In letting dead wood remain in place, the biodiversity of the forest soars. A dead tree will host hundreds more species of small creatures, from insects to reptiles, than a living one.

These feed a very large number and diversity of, for example, woodpeckers, providing in turn more food for owls and other forest raptors, and so on. That is not to mention the immense richness and density of the fungal life in a truly old-growth forest, where every second tree, and much of the understory, blossoms with fairytale mushroom life.

The dead wood, in its early stages, also provides plenty of accessible nesting sites for birds. Furthermore, as it falls it alters the structure of the forest floor, with a cascade of ecological consequences.

Deer, for example, will tend to avoid lying logs that may provide cover for wolves or lynxes. This saves these areas from grazing, so that seedling trees have a much better chance of survival among their decaying ancestors.

Other processes also flourish much more richly in an unmanaged woodland than in industrial plantations. Beavers, for example, those ecological entrepreneurs par excellence, can and do transform small river channels into broad willow and alder marshes with their dams, opening up areas of the forest to the light that can barely penetrate elsewhere.

There is an extraordinary frisson in making the transition, even within the relative “wildness” of the national park areas of Białowieźa, to the great central cathedral of the strict reserve.

While the immediate temptation is to wander freely in this Edenic wonderland, the restriction on leaving the sole public path, which only traverses a small section of the reserve, makes sense. In this one place we can see before our eyes how the world must have looked to our hunter-gather ancestors in the heart of Europe.

Poland’s prime and primeval forestOpens in new window ]

There is a conflict, as our host on this trip, Tom Diserens, says, between a management policy based on the protection of an individual species, like the Norway spruce, and one dedicated to the health of an entire ecosystem. Białowieźa still offers a unique opportunity to test how the latter option works.

On the same trip with me is Pádraic Fogarty, an environmental activist and contributor to these pages. On the return home, he gives his impressions:

“Standing in the strict reserve part of the forest, with the towering oak and ash trees, knowing that not far there were wolves, lynx, wild boar, bears and red deer, it was hard not to wonder: is this what Ireland once looked like?

“We’re told so often that nature needs human guidance and constant management, but here nature has thrived, if not exactly untouched, certainly with relatively little interference, for thousands of years. This convinced me that if we are to expand our natural forests in Ireland, nature will do most of the work. Granted it will need a helping hand but we should be far more relaxed about natural processes like letting trees get old, die and rot where they fall, as well as letting the trees and the animals do the planting for us.

“I was struck with how laid-back Polish people are about sharing their country with thousands of wolves – we were told that levels of conflict are very low – while releasing lynx into new parts of that country is barely newsworthy. Could we hope for an Irish public to one day be so tolerant of wild animals?

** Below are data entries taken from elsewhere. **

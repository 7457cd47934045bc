use std::collections::VecDeque;

use argus_types::Priority;

/// What happened to an item offered to a full set of buckets.
#[derive(Debug)]
pub enum PushOutcome<T> {
    Queued,
    /// Queued after evicting the oldest item of a strictly lower level
    Evicted { victim: T, level: Priority },
    /// No lower-priority item to evict; the offered item is handed back
    Rejected(T),
}

/// Bounded strict-priority FIFO: one `VecDeque` per level, one shared capacity.
#[derive(Debug)]
pub struct PriorityBuckets<T> {
    levels: [VecDeque<T>; Priority::COUNT],
    len: usize,
    capacity: usize,
}

impl<T> PriorityBuckets<T> {
    pub fn new(capacity: usize) -> Self {
        Self {
            levels: std::array::from_fn(|_| VecDeque::new()),
            len: 0,
            capacity,
        }
    }

    pub fn len(&self) -> usize {
        self.len
    }

    pub fn is_empty(&self) -> bool {
        self.len == 0
    }

    pub fn capacity(&self) -> usize {
        self.capacity
    }

    pub fn len_at(&self, priority: Priority) -> usize {
        self.levels[priority.index()].len()
    }

    pub fn push(&mut self, priority: Priority, item: T) -> PushOutcome<T> {
        if self.len < self.capacity {
            self.levels[priority.index()].push_back(item);
            self.len += 1;
            return PushOutcome::Queued;
        }

        // Oldest item of the lowest non-empty level strictly below `priority`
        let victim_level = Priority::ALL[..priority.index()]
            .iter()
            .copied()
            .find(|p| !self.levels[p.index()].is_empty());

        match victim_level.and_then(|level| {
            self.levels[level.index()]
                .pop_front()
                .map(|victim| (level, victim))
        }) {
            Some((level, victim)) => {
                self.levels[priority.index()].push_back(item);
                PushOutcome::Evicted { victim, level }
            }
            None => PushOutcome::Rejected(item),
        }
    }

    /// Highest non-empty level first, FIFO within a level.
    pub fn pop(&mut self) -> Option<(Priority, T)> {
        for priority in Priority::ALL.iter().rev().copied() {
            if let Some(item) = self.levels[priority.index()].pop_front() {
                self.len -= 1;
                return Some((priority, item));
            }
        }
        None
    }

    /// Remove the first item (in drain order) matching `pred`.
    pub fn remove_first(&mut self, mut pred: impl FnMut(&T) -> bool) -> Option<(Priority, T)> {
        for priority in Priority::ALL.iter().rev().copied() {
            let level = &mut self.levels[priority.index()];
            if let Some(pos) = level.iter().position(&mut pred) {
                let item = level.remove(pos)?;
                self.len -= 1;
                return Some((priority, item));
            }
        }
        None
    }

    /// Empty every level, in drain order.
    pub fn drain(&mut self) -> Vec<(Priority, T)> {
        let mut out = Vec::with_capacity(self.len);
        while let Some(entry) = self.pop() {
            out.push(entry);
        }
        out
    }

    pub fn iter(&self) -> impl Iterator<Item = (Priority, &T)> {
        Priority::ALL
            .iter()
            .rev()
            .flat_map(move |p| self.levels[p.index()].iter().map(move |item| (*p, item)))
    }
}
//! Engine runtime
//!
//! ```text
//!                  ┌──────────── Engine (Automation) ────────────┐
//!   FrameSource ─▶ │ ClientRuntime ─ probes ─▶ ActionScheduler ──┼─▶ PriorityTaskQueue ─▶ InputInjector
//!                  │      │                                      │          ▲
//!                  │      └──── members ─▶ TargetSelector ───────┼──────────┘
//!                  └──────────────────────────────────────────────┘
//! ```
//!
//! One frame loop per enabled client; all clients share a single dispatch
//! queue. Stopping the engine stops the loops first, then each client's
//! scheduler, then the queue.

mod client;
mod engine;


pub use client::{ClientCounters, ClientStats};
pub use engine::{Automation, Engine, EngineBuilder, EngineReport};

“I was struck with a sense of awe at being somewhere that is so much older than everything around us today like towns, cities and farms, and I get this feeling when in I visit the remnants of Atlantic rainforest in Ireland. I feel very inspired after seeing the Białowieża forest and feel more than ever that restoring our Irish forest would be the most magnificent thing.”

Leaving the strict reserve, we cross an open meadow. Through the mist, a single dark shape ambles into view. It is a young male bison, with a limp in one leg. It is one of a good number we have seen, but this is our most intimate encounter with the species. It approaches us slowly, giving us time to bunch up to let it pass behind us and vanish into obscurity. One can’t help wondering if we are looking at the past, or into the future.